Numerosos diputados de la oposición se han entusiasmado con la idea de llamar a un plebiscito para “destrabar el conflicto educacional”, como dijo uno de ellos al salir de una reunión en La Moneda.
No han entregado detalles, no han dicho cuál sería el camino legal para hacer viable su propuesta, por ejemplo, el número y la naturaleza de las preguntas que habría que responder Sí o No; el posible costo y la fecha de la votación; la eventualidad de un período especial de inscripción en los registros electorales; la duración de la campaña previa, etc.
Sólo se limitan a repetir el título de la canción: plebiscito. Es visible que creen que se puede convertir en un disco exitoso. ¿Posibles consecuencias institucionales o de otro tipo? ¿Para qué preocuparse si la canción se vuelve popular?
Ellos saben que, si se trata de actuar seriamente, el primer paso sería reformar la Constitución –con los dos tercios de los votos de los senadores y diputados en ejercicio-, con el fin de incorporar disposiciones que establezcan nuevos casos en los que se podría convocar a los ciudadanos a responder afirmativa o negativamente.
Entre los que patrocinan la idea hay algunos abogados, y se puede suponer que están estudiando las implicancias de la propuesta, por ejemplo, el tiempo estimado de la tramitación de esa reforma constitucional, que requeriría un pronunciamiento de la Cámara, otro del Senado y, cómo no, del Poder Ejecutivo, que es colegislador al fin y al cabo.
¿Septiembre? ¿Diciembre? ¿Marzo del año próximo? ¿Y se les pediría a los estudiantes que esperaran? ¿Y después del hipotético plebiscito, habría que discutir algunas leyes, o todo quedaría arreglado con un simple Sí o un simple No?
La consigna del plebiscito ha servido a algunos diputados para diferenciarse en estos días revueltos, a otros para tener algo que decir a los periodistas, a otros para ajustar cuentas dentro de su partido, y a todos para demostrar “buena onda” hacia los estudiantes.
¿Algún aporte real a la posibilidad de que el Congreso ayude a concretar acuerdos que permitan ampliar la igualdad de oportunidades en la educación, sobre todo a reducir el costo de la educación superior para las familias que hoy realizan un gran sacrificio?
Ninguno.
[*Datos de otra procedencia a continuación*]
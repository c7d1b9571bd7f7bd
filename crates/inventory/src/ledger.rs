//! The inventory ledger and its batch reservation algorithm.

use std::collections::BTreeMap;
use std::sync::Arc;
use std::sync::atomic::{AtomicI64, Ordering};

use common::ItemId;
use domain::{PurchaseLine, ReservedLine};
use tokio::sync::{Mutex, OwnedMutexGuard, RwLock};

use crate::error::{InventoryError, Result};
use crate::item::{InventoryItem, NewInventoryItem};

/// Holds per-item available stock and applies batch reservations.
///
/// Each catalog record sits behind its own async mutex; the outer map is
/// only locked to resolve ids or change the catalog's shape. Reservations
/// take the per-item locks in ascending `ItemId` order, so two concurrent
/// batches over overlapping item sets always contend in the same order
/// and can never wait on each other in a cycle.
pub struct InventoryLedger {
    catalog: RwLock<BTreeMap<ItemId, Arc<Mutex<InventoryItem>>>>,
    next_id: AtomicI64,
}

impl InventoryLedger {
    /// Creates an empty ledger.
    pub fn new() -> Self {
        Self {
            catalog: RwLock::new(BTreeMap::new()),
            next_id: AtomicI64::new(1),
        }
    }

    /// Adds a catalog item and assigns its identity.
    pub async fn add_item(&self, new: NewInventoryItem) -> InventoryItem {
        let id = ItemId::new(self.next_id.fetch_add(1, Ordering::Relaxed));
        let item = InventoryItem {
            id,
            name: new.name,
            description: new.description,
            unit_price: new.unit_price,
            available_quantity: new.available_quantity,
        };
        self.catalog
            .write()
            .await
            .insert(id, Arc::new(Mutex::new(item.clone())));
        item
    }

    /// Returns a snapshot of a catalog item, or None if it doesn't exist.
    pub async fn get(&self, id: ItemId) -> Option<InventoryItem> {
        let slot = self.catalog.read().await.get(&id).cloned()?;
        let item = slot.lock().await;
        Some(item.clone())
    }

    /// Returns snapshots of all catalog items in ascending id order.
    pub async fn list(&self) -> Vec<InventoryItem> {
        let slots: Vec<Arc<Mutex<InventoryItem>>> =
            self.catalog.read().await.values().cloned().collect();

        let mut items = Vec::with_capacity(slots.len());
        for slot in slots {
            items.push(slot.lock().await.clone());
        }
        items
    }

    /// Returns the available stock for an item, or None if it doesn't exist.
    pub async fn available(&self, id: ItemId) -> Option<u32> {
        self.get(id).await.map(|item| item.available_quantity)
    }

    /// Atomically reserves stock for a whole batch of purchase lines.
    ///
    /// Either every line is validated and every decrement applied, or the
    /// catalog is left untouched. On success, returns one [`ReservedLine`]
    /// per input line, in the caller's request order.
    #[tracing::instrument(skip(self, lines), fields(batch_size = lines.len()))]
    pub async fn reserve(&self, lines: &[PurchaseLine]) -> Result<Vec<ReservedLine>> {
        if lines.is_empty() {
            return Err(InventoryError::EmptyBatch);
        }
        for line in lines {
            if line.quantity == 0 {
                return Err(InventoryError::InvalidQuantity(line.item_id));
            }
        }

        // Resolve every distinct id before touching any stock; a miss
        // fails the whole batch with no mutation.
        let mut slots: BTreeMap<ItemId, Arc<Mutex<InventoryItem>>> = BTreeMap::new();
        {
            let catalog = self.catalog.read().await;
            for line in lines {
                if slots.contains_key(&line.item_id) {
                    continue;
                }
                let slot = catalog
                    .get(&line.item_id)
                    .cloned()
                    .ok_or(InventoryError::ItemNotFound(line.item_id))?;
                slots.insert(line.item_id, slot);
            }
        }

        // Lock acquisition in ascending item order; the BTreeMap iteration
        // order is the required total order.
        let mut guards: BTreeMap<ItemId, OwnedMutexGuard<InventoryItem>> = BTreeMap::new();
        for (id, slot) in &slots {
            guards.insert(*id, slot.clone().lock_owned().await);
        }

        // Pass 1: validate all lines against current stock. Demand is
        // accumulated per item so duplicated ids within one batch are
        // checked cumulatively.
        let mut demand: BTreeMap<ItemId, u32> = BTreeMap::new();
        for line in lines {
            let wanted = demand
                .get(&line.item_id)
                .copied()
                .unwrap_or(0)
                .checked_add(line.quantity)
                .ok_or(InventoryError::InvalidQuantity(line.item_id))?;
            demand.insert(line.item_id, wanted);

            let Some(guard) = guards.get(&line.item_id) else {
                return Err(InventoryError::ItemNotFound(line.item_id));
            };
            if guard.available_quantity < wanted {
                metrics::counter!("reservations_failed_total").increment(1);
                tracing::debug!(item_id = %line.item_id, "insufficient stock, batch rejected");
                return Err(InventoryError::InsufficientStock(line.item_id));
            }
        }

        // Pass 2: every line passed; apply all decrements and snapshot one
        // reserved line per input line, in the caller's request order.
        let mut reserved = Vec::with_capacity(lines.len());
        for line in lines {
            let Some(item) = guards.get_mut(&line.item_id) else {
                return Err(InventoryError::ItemNotFound(line.item_id));
            };
            item.available_quantity -= line.quantity;
            reserved.push(ReservedLine {
                item_id: item.id,
                name: item.name.clone(),
                description: item.description.clone(),
                unit_price: item.unit_price,
                quantity: line.quantity,
            });
        }

        metrics::counter!("reservations_total").increment(1);
        Ok(reserved)
    }

    /// Returns previously reserved stock to the catalog.
    ///
    /// The compensating counterpart of [`reserve`](Self::reserve): each
    /// line's quantity is credited back to its item, under the same
    /// sorted acquisition order. Lines whose item no longer exists in the
    /// catalog are skipped.
    #[tracing::instrument(skip(self, lines), fields(batch_size = lines.len()))]
    pub async fn release(&self, lines: &[ReservedLine]) {
        let mut slots: BTreeMap<ItemId, Arc<Mutex<InventoryItem>>> = BTreeMap::new();
        {
            let catalog = self.catalog.read().await;
            for line in lines {
                if let Some(slot) = catalog.get(&line.item_id) {
                    slots.entry(line.item_id).or_insert_with(|| slot.clone());
                }
            }
        }

        let mut guards: BTreeMap<ItemId, OwnedMutexGuard<InventoryItem>> = BTreeMap::new();
        for (id, slot) in &slots {
            guards.insert(*id, slot.clone().lock_owned().await);
        }

        for line in lines {
            if let Some(item) = guards.get_mut(&line.item_id) {
                item.available_quantity = item.available_quantity.saturating_add(line.quantity);
            }
        }

        metrics::counter!("reservations_released_total").increment(1);
    }
}

impl Default for InventoryLedger {
    fn default() -> Self {
        Self::new()
    }
}
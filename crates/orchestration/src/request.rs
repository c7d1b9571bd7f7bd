//! The purchase request accepted by the orchestrator.

use common::CustomerId;
use domain::{Money, PaymentMethod, PurchaseLine};
use serde::{Deserialize, Serialize};

/// One purchase request: who is buying what, how it is paid.
///
/// Lines are not deduplicated here; a batch with repeated item ids is
/// passed through and validated cumulatively by the inventory ledger.
#[derive(Debug, Clone, PartialEq, Eq, Serialize, Deserialize)]
pub struct CreateOrderRequest {
    /// Caller-supplied idempotency/display token.
    pub reference: String,

    /// Total amount to charge.
    pub total_amount: Money,

    /// Payment method selected by the customer.
    pub payment_method: PaymentMethod,

    /// The purchasing customer.
    pub customer_id: CustomerId,

    /// Requested lines, one per item.
    pub lines: Vec<PurchaseLine>,
}

impl CreateOrderRequest {
    /// Creates a new purchase request.
    pub fn new(
        reference: impl Into<String>,
        total_amount: Money,
        payment_method: PaymentMethod,
        customer_id: impl Into<CustomerId>,
        lines: Vec<PurchaseLine>,
    ) -> Self {
        Self {
            reference: reference.into(),
            total_amount,
            payment_method,
            customer_id: customer_id.into(),
            lines,
        }
    }
}
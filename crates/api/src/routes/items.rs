//! Catalog item endpoints.

use std::sync::Arc;

use axum::Json;
use axum::extract::{Path, State};
use common::ItemId;
use domain::Money;
use inventory::NewInventoryItem;
use serde::{Deserialize, Serialize};

use crate::error::ApiError;
use crate::routes::orders::AppState;

// -- Request types --

#[derive(Deserialize)]
pub struct ItemRequest {
    pub name: String,
    pub description: String,
    pub unit_price_cents: i64,
    pub available_quantity: u32,
}

// -- Response types --

#[derive(Serialize)]
pub struct ItemCreatedResponse {
    pub item_id: i64,
}

#[derive(Serialize)]
pub struct ItemResponse {
    pub id: i64,
    pub name: String,
    pub description: String,
    pub unit_price_cents: i64,
    pub available_quantity: u32,
}

impl From<inventory::InventoryItem> for ItemResponse {
    fn from(item: inventory::InventoryItem) -> Self {
        Self {
            id: item.id.as_i64(),
            name: item.name,
            description: item.description,
            unit_price_cents: item.unit_price.cents(),
            available_quantity: item.available_quantity,
        }
    }
}

// -- Handlers --

/// POST /items — add a catalog item.
#[tracing::instrument(skip(state, req))]
pub async fn create(
    State(state): State<Arc<AppState>>,
    Json(req): Json<ItemRequest>,
) -> Result<(axum::http::StatusCode, Json<ItemCreatedResponse>), ApiError> {
    if req.name.trim().is_empty() {
        return Err(ApiError::BadRequest("item name must not be empty".to_string()));
    }

    let item = state
        .ledger
        .add_item(NewInventoryItem::new(
            req.name,
            req.description,
            Money::from_cents(req.unit_price_cents),
            req.available_quantity,
        ))
        .await;

    Ok((
        axum::http::StatusCode::CREATED,
        Json(ItemCreatedResponse {
            item_id: item.id.as_i64(),
        }),
    ))
}

/// GET /items — list all catalog items.
#[tracing::instrument(skip(state))]
pub async fn list(State(state): State<Arc<AppState>>) -> Json<Vec<ItemResponse>> {
    let items = state.ledger.list().await;
    Json(items.into_iter().map(ItemResponse::from).collect())
}

/// GET /items/:id — load a catalog item by id.
#[tracing::instrument(skip(state))]
pub async fn get(
    State(state): State<Arc<AppState>>,
    Path(id): Path<i64>,
) -> Result<Json<ItemResponse>, ApiError> {
    let item = state
        .ledger
        .get(ItemId::new(id))
        .await
        .ok_or_else(|| ApiError::NotFound(format!("Item {id} not found")))?;

    Ok(Json(ItemResponse::from(item)))
}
Sólo ruido.
Lo peor de la propuesta del plebiscito es que engaña a los estudiantes con un espejismo.
En el fondo, los diputados que lo patrocinan parecen conformarse con ofrecer un camino que, al demostrarse inviable, les dé la oportunidad de decir que ello se debió a las trabas que pusieron los demás.
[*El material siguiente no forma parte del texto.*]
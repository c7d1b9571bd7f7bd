//! Purchase lines and their reserved snapshots.

use common::ItemId;
use serde::{Deserialize, Serialize};

use crate::money::Money;

/// A single requested line of a purchase: which item and how many units.
///
/// Quantity must be positive; the inventory ledger rejects zero-quantity
/// lines before any lookup. Duplicate item ids across lines of one batch
/// are legal and are validated cumulatively.
#[derive(Debug, Clone, Copy, PartialEq, Eq, Serialize, Deserialize)]
pub struct PurchaseLine {
    /// The catalog item to reserve.
    pub item_id: ItemId,

    /// Units requested.
    pub quantity: u32,
}

impl PurchaseLine {
    /// Creates a new purchase line.
    pub fn new(item_id: impl Into<ItemId>, quantity: u32) -> Self {
        Self {
            item_id: item_id.into(),
            quantity,
        }
    }
}

/// A purchase line enriched with catalog data and confirmed as reserved.
///
/// Produced only by a successful ledger reservation; the catalog fields
/// are a snapshot taken at the moment stock was decremented.
#[derive(Debug, Clone, PartialEq, Eq, Serialize, Deserialize)]
pub struct ReservedLine {
    /// The reserved catalog item.
    pub item_id: ItemId,

    /// Item name at reservation time.
    pub name: String,

    /// Item description at reservation time.
    pub description: String,

    /// Price per unit at reservation time.
    pub unit_price: Money,

    /// Units reserved.
    pub quantity: u32,
}

impl ReservedLine {
    /// Returns the total price for this line (quantity * unit_price).
    pub fn total_price(&self) -> Money {
        self.unit_price.multiply(self.quantity)
    }
}
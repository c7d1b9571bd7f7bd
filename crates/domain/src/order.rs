//! Order and order line entities.

use chrono::{DateTime, Utc};
use common::{CustomerId, ItemId, OrderId, OrderLineId};
use serde::{Deserialize, Serialize};

use crate::money::{Money, PaymentMethod};

/// Payment status of a persisted order.
///
/// Status transitions:
/// ```text
/// AwaitingPayment ──┬──► Paid
///                   └──► PaymentFailed
/// ```
#[derive(Debug, Clone, Copy, PartialEq, Eq, Hash, Serialize, Deserialize, Default)]
pub enum OrderStatus {
    /// Order is persisted and inventory reserved; payment not yet settled.
    #[default]
    AwaitingPayment,

    /// Payment accepted by the gateway (terminal state).
    Paid,

    /// Payment rejected or timed out; awaiting out-of-band resolution.
    PaymentFailed,
}

impl OrderStatus {
    /// Returns the status name as a string.
    pub fn as_str(&self) -> &'static str {
        match self {
            OrderStatus::AwaitingPayment => "AwaitingPayment",
            OrderStatus::Paid => "Paid",
            OrderStatus::PaymentFailed => "PaymentFailed",
        }
    }
}

impl std::fmt::Display for OrderStatus {
    fn fmt(&self, f: &mut std::fmt::Formatter<'_>) -> std::fmt::Result {
        write!(f, "{}", self.as_str())
    }
}

/// Fields of an order before the store assigns its identity.
#[derive(Debug, Clone, PartialEq, Eq, Serialize, Deserialize)]
pub struct NewOrder {
    /// Caller-supplied idempotency/display token.
    pub reference: String,

    /// Total amount charged for the order.
    pub total_amount: Money,

    /// Payment method selected by the customer.
    pub payment_method: PaymentMethod,

    /// The purchasing customer.
    pub customer_id: CustomerId,
}

impl NewOrder {
    /// Creates the fields for a new order.
    pub fn new(
        reference: impl Into<String>,
        total_amount: Money,
        payment_method: PaymentMethod,
        customer_id: impl Into<CustomerId>,
    ) -> Self {
        Self {
            reference: reference.into(),
            total_amount,
            payment_method,
            customer_id: customer_id.into(),
        }
    }
}

/// A persisted order. Immutable after creation except for its status.
#[derive(Debug, Clone, PartialEq, Eq, Serialize, Deserialize)]
pub struct Order {
    /// Store-assigned identity.
    pub id: OrderId,

    /// Caller-supplied idempotency/display token.
    pub reference: String,

    /// Total amount charged for the order.
    pub total_amount: Money,

    /// Payment method selected by the customer.
    pub payment_method: PaymentMethod,

    /// The purchasing customer.
    pub customer_id: CustomerId,

    /// Payment status.
    pub status: OrderStatus,

    /// Creation timestamp assigned by the store.
    pub created_at: DateTime<Utc>,
}

/// A single line of a persisted order.
///
/// References its owning order by id only; the store owns both records.
#[derive(Debug, Clone, Copy, PartialEq, Eq, Serialize, Deserialize)]
pub struct OrderLine {
    /// Store-assigned identity.
    pub id: OrderLineId,

    /// The owning order.
    pub order_id: OrderId,

    /// The purchased catalog item.
    pub item_id: ItemId,

    /// Units purchased.
    pub quantity: u32,
}

#[cfg(test)]
mod tests {
    use super::*;

    #[test]
    fn test_status_default_is_awaiting_payment() {
        assert_eq!(OrderStatus::default(), OrderStatus::AwaitingPayment);
    }

    #[test]
    fn test_status_display() {
        assert_eq!(OrderStatus::AwaitingPayment.to_string(), "AwaitingPayment");
        assert_eq!(OrderStatus::Paid.to_string(), "Paid");
        assert_eq!(OrderStatus::PaymentFailed.to_string(), "PaymentFailed");
    }

    #[test]
    fn test_new_order_fields() {
        let order = NewOrder::new(
            "ORDER-001",
            Money::from_cents(10_000),
            PaymentMethod::CreditCard,
            "cust-1",
        );
        assert_eq!(order.reference, "ORDER-001");
        assert_eq!(order.total_amount.cents(), 10_000);
        assert_eq!(order.customer_id, CustomerId::new("cust-1"));
    }

    #[test]
    fn test_order_serialization_roundtrip() {
        let order = Order {
            id: OrderId::new(1),
            reference: "ORDER-001".to_string(),
            total_amount: Money::from_cents(10_000),
            payment_method: PaymentMethod::Paypal,
            customer_id: CustomerId::new("cust-1"),
            status: OrderStatus::Paid,
            created_at: Utc::now(),
        };
        let json = serde_json::to_string(&order).unwrap();
        let deserialized: Order = serde_json::from_str(&json).unwrap();
        assert_eq!(order, deserialized);
    }
}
O sea, ofrecen tocar la luna con la mano, y cuando quede demostrado que no es posible, podrán decir: “¿se dan cuenta, muchachos?, no fue por culpa nuestra”.
En situaciones de conflicto o de crisis es cuando más se necesita que las instituciones democráticas cumplan la misión que el país les ha encomendado.
Se puede entender que los parlamentarios estén aturdidos con las marchas estudiantiles, que les angustie la posibilidad de quedar fuera de foco y que se afanen por no contradecir a los dirigentes estudiantes que se han vuelto populares.
El miedo es humano. Pero no pueden renunciar a desempeñar su labor. Tienen que ayudar a buscar soluciones reales, no ilusorias. El país necesita que actúen con serenidad y lucidez, sobre en las horas difíciles.
Esperemos que en los próximos días se materialice un acuerdo que represente un progreso real respecto de muchos de los problemas que afectan a la educación chilena.
Ello demanda buena voluntad y sentido nacional de todos los sectores. En este sentido, hay que alentar los esfuerzos de la comisión de Educación del Senado.
Es indispensable combatir la banalidad en la política, que está erosionando gravemente la institucionalidad democrática.
Precisamente por ello, se necesita renovar el personal parlamentario. La reforma política más urgente es terminar con la trampa del sistema binominal, con el fin de que tengamos elecciones parlamentarias verdaderamente competitivas, vale decir, que pongan nerviosos a los actuales senadores y diputados, que hoy se sienten propietarios de sus escaños.
Algunos están allí hace 21 años. Otros no tanto, pero se ilusionan con la posibilidad de quedarse indefinidamente gracias al binominal.
Necesitamos que lleguen al Parlamento nuevos compatriotas, que expresen una firme voluntad de proteger el interés colectivo y tengan clara conciencia de su deber de fortalecer la democracia.
Que estén dispuestos a escuchar a la sociedad por supuesto, pero a asumir su propia responsabilidad a la hora de elaborar las mejores leyes posibles. Y que sean capaces de resistir la tentación populista.